How to complete this task: Please work out how many lines in the material contain "derive" and give only that figure.
----------
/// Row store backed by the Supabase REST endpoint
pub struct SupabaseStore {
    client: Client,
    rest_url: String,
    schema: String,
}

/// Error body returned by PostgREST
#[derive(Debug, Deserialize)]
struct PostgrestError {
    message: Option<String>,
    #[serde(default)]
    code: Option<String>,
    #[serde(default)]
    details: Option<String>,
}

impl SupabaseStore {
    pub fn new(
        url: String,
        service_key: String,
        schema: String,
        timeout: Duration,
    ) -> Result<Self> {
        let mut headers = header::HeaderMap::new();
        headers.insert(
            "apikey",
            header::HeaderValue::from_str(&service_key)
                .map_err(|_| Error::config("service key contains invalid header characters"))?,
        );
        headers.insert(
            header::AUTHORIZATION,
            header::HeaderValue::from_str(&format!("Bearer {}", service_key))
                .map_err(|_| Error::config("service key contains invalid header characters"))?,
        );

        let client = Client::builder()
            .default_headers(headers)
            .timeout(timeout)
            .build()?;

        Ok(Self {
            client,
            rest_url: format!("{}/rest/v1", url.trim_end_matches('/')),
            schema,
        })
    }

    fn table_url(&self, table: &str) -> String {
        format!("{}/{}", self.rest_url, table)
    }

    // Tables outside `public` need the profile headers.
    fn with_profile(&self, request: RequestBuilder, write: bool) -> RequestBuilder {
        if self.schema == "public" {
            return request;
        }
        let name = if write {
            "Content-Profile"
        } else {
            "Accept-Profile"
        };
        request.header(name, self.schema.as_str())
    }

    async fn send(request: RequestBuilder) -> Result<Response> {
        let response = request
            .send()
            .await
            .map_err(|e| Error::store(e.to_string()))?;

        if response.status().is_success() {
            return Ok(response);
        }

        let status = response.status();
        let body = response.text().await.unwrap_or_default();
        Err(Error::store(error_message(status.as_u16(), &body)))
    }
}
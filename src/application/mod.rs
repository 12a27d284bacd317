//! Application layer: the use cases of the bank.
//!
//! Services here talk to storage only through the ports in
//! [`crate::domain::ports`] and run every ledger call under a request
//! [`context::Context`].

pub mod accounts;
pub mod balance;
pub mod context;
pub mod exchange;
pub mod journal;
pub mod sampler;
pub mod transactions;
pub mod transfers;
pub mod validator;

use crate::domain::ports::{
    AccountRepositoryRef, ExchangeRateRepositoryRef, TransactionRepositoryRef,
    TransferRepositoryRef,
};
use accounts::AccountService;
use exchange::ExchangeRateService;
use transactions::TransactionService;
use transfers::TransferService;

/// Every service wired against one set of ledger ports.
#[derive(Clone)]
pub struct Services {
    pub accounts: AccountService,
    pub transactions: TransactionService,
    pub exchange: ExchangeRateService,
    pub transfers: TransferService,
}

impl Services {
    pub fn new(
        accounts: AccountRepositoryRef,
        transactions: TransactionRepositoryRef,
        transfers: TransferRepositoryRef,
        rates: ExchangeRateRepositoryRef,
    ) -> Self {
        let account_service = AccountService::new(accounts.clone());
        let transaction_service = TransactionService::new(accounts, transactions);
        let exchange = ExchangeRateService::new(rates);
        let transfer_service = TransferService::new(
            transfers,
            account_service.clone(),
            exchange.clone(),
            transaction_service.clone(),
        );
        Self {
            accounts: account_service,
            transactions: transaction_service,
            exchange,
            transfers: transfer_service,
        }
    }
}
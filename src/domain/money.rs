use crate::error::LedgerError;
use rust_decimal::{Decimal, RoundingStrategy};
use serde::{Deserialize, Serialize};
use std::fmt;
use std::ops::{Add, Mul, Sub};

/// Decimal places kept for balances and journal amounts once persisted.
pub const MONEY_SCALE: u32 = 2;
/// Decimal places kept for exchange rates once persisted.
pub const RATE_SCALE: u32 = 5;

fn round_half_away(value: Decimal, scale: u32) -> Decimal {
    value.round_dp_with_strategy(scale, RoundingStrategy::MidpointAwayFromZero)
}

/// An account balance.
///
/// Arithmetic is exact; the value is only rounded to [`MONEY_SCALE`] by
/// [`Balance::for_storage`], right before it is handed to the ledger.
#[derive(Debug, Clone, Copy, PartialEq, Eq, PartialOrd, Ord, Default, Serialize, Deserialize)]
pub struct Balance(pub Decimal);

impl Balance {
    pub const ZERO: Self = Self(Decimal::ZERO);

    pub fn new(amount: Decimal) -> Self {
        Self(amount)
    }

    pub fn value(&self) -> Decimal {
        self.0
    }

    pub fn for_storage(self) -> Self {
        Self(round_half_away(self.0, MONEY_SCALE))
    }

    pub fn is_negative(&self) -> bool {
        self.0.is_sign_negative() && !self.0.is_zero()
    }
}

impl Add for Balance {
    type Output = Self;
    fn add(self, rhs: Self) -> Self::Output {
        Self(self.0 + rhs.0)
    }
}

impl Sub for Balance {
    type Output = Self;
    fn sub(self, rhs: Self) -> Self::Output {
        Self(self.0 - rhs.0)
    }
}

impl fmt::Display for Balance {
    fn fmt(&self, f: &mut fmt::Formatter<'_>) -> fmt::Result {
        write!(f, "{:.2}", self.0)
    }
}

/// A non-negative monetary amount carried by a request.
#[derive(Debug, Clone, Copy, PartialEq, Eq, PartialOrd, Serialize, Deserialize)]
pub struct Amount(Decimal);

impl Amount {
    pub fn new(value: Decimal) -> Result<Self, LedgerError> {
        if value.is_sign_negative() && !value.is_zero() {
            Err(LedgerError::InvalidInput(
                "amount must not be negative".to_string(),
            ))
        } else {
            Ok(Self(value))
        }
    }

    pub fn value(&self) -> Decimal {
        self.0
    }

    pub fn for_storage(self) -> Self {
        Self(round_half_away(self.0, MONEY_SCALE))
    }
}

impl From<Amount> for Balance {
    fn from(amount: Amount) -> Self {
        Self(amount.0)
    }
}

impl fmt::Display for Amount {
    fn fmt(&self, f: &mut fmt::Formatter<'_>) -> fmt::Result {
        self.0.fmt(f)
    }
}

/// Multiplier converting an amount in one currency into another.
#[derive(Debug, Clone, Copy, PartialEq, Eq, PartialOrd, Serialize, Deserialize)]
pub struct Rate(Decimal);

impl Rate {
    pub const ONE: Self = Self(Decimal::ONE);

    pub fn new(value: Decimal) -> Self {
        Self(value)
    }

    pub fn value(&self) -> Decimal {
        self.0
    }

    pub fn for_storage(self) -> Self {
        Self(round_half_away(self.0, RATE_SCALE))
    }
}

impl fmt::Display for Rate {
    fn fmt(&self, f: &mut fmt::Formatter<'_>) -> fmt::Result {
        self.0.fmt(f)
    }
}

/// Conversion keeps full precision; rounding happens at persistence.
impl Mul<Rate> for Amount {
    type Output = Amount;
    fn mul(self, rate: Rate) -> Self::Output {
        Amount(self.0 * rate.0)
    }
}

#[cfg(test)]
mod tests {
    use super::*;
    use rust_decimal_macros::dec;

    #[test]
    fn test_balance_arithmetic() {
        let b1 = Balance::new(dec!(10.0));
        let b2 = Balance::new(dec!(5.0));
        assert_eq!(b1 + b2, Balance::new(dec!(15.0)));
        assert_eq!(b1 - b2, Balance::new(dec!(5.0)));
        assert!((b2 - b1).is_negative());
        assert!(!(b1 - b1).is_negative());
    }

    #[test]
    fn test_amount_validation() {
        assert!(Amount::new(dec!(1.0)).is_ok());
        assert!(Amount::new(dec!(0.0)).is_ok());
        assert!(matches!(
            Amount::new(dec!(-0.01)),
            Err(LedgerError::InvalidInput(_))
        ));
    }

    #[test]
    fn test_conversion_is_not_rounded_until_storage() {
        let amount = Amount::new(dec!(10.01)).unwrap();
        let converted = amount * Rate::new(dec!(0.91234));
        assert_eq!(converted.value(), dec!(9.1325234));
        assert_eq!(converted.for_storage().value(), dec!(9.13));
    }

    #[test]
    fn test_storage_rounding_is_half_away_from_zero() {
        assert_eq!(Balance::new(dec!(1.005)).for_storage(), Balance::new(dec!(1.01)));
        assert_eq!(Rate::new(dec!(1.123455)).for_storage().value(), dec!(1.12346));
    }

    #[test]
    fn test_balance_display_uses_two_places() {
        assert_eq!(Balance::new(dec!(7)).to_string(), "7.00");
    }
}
----------
Written answer: 5